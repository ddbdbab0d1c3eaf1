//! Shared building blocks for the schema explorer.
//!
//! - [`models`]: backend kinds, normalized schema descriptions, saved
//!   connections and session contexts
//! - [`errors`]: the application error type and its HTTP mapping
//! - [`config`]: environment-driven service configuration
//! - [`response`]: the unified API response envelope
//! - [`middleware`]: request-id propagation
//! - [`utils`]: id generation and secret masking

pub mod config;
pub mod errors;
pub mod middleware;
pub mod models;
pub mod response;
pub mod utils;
◇ ◇ ◇ ◇ ◇
* _Brief_
Number of lines above containing "config": give it, with no other text.

* _Response_
2